■ **EXERCISE AIM**
Search the entries below for the word "bytes" and copy every line where it appears.

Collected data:
____________________

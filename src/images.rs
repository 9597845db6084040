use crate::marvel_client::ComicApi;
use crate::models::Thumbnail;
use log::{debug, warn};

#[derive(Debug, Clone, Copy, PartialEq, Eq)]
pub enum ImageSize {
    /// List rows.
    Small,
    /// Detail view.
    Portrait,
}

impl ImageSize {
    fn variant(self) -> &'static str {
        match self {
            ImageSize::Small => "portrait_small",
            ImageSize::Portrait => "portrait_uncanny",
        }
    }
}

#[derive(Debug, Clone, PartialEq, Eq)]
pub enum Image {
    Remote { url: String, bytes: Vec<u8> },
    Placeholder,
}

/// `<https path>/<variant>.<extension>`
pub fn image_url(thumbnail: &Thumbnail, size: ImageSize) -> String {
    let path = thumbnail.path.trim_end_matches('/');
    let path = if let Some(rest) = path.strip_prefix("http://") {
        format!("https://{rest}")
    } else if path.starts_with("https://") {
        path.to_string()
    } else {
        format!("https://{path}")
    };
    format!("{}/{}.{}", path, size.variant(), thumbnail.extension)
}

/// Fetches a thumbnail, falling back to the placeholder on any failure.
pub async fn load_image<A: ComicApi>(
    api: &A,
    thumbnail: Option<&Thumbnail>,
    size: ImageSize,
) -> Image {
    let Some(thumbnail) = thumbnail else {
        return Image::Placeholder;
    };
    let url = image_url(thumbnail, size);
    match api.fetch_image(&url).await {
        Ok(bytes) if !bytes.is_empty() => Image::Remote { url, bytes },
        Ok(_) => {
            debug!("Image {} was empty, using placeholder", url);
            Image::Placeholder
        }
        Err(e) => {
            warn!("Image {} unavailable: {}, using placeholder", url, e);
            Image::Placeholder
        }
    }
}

____________________

■ **ANSWER AREA**
    Remote { url: String, bytes: Vec<u8> },
        Ok(bytes) if !bytes.is_empty() => Image::Remote { url, bytes },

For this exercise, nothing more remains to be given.